[Saved data entries]
____
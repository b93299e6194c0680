//! Common error types used throughout imageforged.
//!
//! Covers the request-level input errors, per-item codec failures, retrieval
//! misses, and internal failures. Each variant maps to one HTTP status via
//! [`Error::http_status`].

/// Common error type for imageforged.
#[derive(Debug, thiserror::Error)]
pub enum Error {
    /// Malformed request or a disallowed upload.
    #[error("Invalid input: {0}")]
    InvalidInput(String),

    /// The requested output format is not one of the supported formats.
    #[error("Invalid output format: {0}")]
    UnsupportedFormat(String),

    /// Decoding or encoding of image content failed.
    #[error("Error processing image: {0}")]
    Codec(String),

    /// The caller has no batch bound to their session.
    #[error("No conversion found for this session")]
    NoSession,

    /// The requested batch or artifact does not exist.
    #[error("Not found: {0}")]
    NotFound(String),

    /// The bound batch exists but holds no artifacts.
    #[error("No converted files available")]
    EmptyBatch,

    /// A write collided with existing state.
    #[error("Conflict: {0}")]
    Conflict(String),

    /// The request body exceeded the configured upload ceiling.
    #[error("Upload too large: limit is {limit} bytes")]
    PayloadTooLarge { limit: usize },

    /// An internal error occurred.
    #[error("Internal error: {0}")]
    Internal(String),
}

impl Error {
    /// Create a new InvalidInput error.
    pub fn invalid_input<S: Into<String>>(msg: S) -> Self {
        Self::InvalidInput(msg.into())
    }

    /// Create a new UnsupportedFormat error.
    pub fn unsupported_format<S: Into<String>>(name: S) -> Self {
        Self::UnsupportedFormat(name.into())
    }

    /// Create a new Codec error.
    pub fn codec<S: Into<String>>(msg: S) -> Self {
        Self::Codec(msg.into())
    }

    /// Create a new NotFound error.
    pub fn not_found<S: Into<String>>(msg: S) -> Self {
        Self::NotFound(msg.into())
    }

    /// Create a new Conflict error.
    pub fn conflict<S: Into<String>>(msg: S) -> Self {
        Self::Conflict(msg.into())
    }

    /// Create a new Internal error.
    pub fn internal<S: Into<String>>(msg: S) -> Self {
        Self::Internal(msg.into())
    }

    /// HTTP status code this error should be reported with.
    pub fn http_status(&self) -> u16 {
        match self {
            Self::InvalidInput(_) | Self::UnsupportedFormat(_) => 400,
            Self::NoSession | Self::NotFound(_) | Self::EmptyBatch => 404,
            Self::Conflict(_) => 409,
            Self::PayloadTooLarge { .. } => 413,
            Self::Codec(_) => 422,
            Self::Internal(_) => 500,
        }
    }

    /// Short machine-readable code used in JSON error bodies.
    pub fn code(&self) -> &'static str {
        match self {
            Self::InvalidInput(_) => "invalid_input",
            Self::UnsupportedFormat(_) => "unsupported_format",
            Self::Codec(_) => "codec_error",
            Self::NoSession => "no_session",
            Self::NotFound(_) => "not_found",
            Self::EmptyBatch => "empty_batch",
            Self::Conflict(_) => "conflict",
            Self::PayloadTooLarge { .. } => "payload_too_large",
            Self::Internal(_) => "internal_error",
        }
    }
}

/// Result type alias using the common Error type.
pub type Result<T> = std::result::Result<T, Error>;
//! Imageforged - bulk image conversion service
//!
//! This library crate exposes the core functionality for integration testing.

pub mod config;
pub mod conversion;
pub mod retrieval;
pub mod server;
pub mod store;
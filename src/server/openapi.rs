//! OpenAPI documentation and Swagger UI integration.

use axum::Router;
use utoipa::OpenApi;
use utoipa_swagger_ui::SwaggerUi;

use super::AppContext;

/// OpenAPI documentation for Imageforged.
#[derive(OpenApi)]
#[openapi(
    info(
        title = "Imageforged API",
        version = "0.1.0",
        description = "Bulk image conversion with session-scoped downloads",
        license(name = "MIT", url = "https://opensource.org/licenses/MIT"),
    ),
    servers(
        (url = "/", description = "Default server")
    ),
    paths(
        super::health_check,
        super::routes_convert::convert,
        super::routes_download::download_one,
        super::routes_download::download_zip,
    ),
    components(
        schemas(
            super::HealthResponse,
            super::routes_convert::ConvertForm,
            crate::conversion::BatchSummary,
            crate::conversion::ItemResult,
        )
    ),
    tags(
        (name = "health", description = "Health check endpoints"),
        (name = "conversion", description = "Bulk image conversion"),
        (name = "downloads", description = "Retrieval of converted images"),
    )
)]
pub struct ApiDoc;

/// Swagger UI at `/api-docs`, spec at `/api-docs/openapi.json`.
pub fn openapi_routes() -> Router<AppContext> {
    Router::new()
        .merge(SwaggerUi::new("/api-docs").url("/api-docs/openapi.json", ApiDoc::openapi()))
}
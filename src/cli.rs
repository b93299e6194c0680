use clap::{Parser, Subcommand};
use std::path::PathBuf;

#[derive(Parser)]
#[command(name = "imageforged")]
#[command(author, version, about = "Bulk image conversion service")]
pub struct Cli {
    /// Path to config file
    #[arg(short, long, global = true)]
    pub config: Option<PathBuf>,

    /// Enable verbose logging
    #[arg(short, long, global = true)]
    pub verbose: bool,

    #[command(subcommand)]
    pub command: Commands,
}

#[derive(Subcommand)]
pub enum Commands {
    /// Start the conversion server
    Start {
        /// Host to bind to (overrides the config file)
        #[arg(long)]
        host: Option<String>,

        /// Port to listen on (overrides the config file)
        #[arg(short, long)]
        port: Option<u16>,
    },

    /// Convert local image files without starting the server
    Convert {
        /// Images to convert
        #[arg(required = true)]
        files: Vec<PathBuf>,

        /// Target format (JPEG, PNG, WEBP, AVIF); defaults to the configured format
        #[arg(short, long)]
        format: Option<String>,

        /// Directory to write converted files into
        #[arg(short, long, default_value = ".")]
        output_dir: PathBuf,
    },

    /// Validate configuration file
    Validate {
        /// Config file to validate (uses default if not specified)
        config: Option<PathBuf>,
    },

    /// Display version information
    Version,
}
____
▸ TASK ITEM:
Pull every line containing "NoSession" out of the records.

▸ EXERCISE RESULT:
    NoSession,
            Self::NoSession | Self::NotFound(_) | Self::EmptyBatch => 404,
            Self::NoSession => "no_session",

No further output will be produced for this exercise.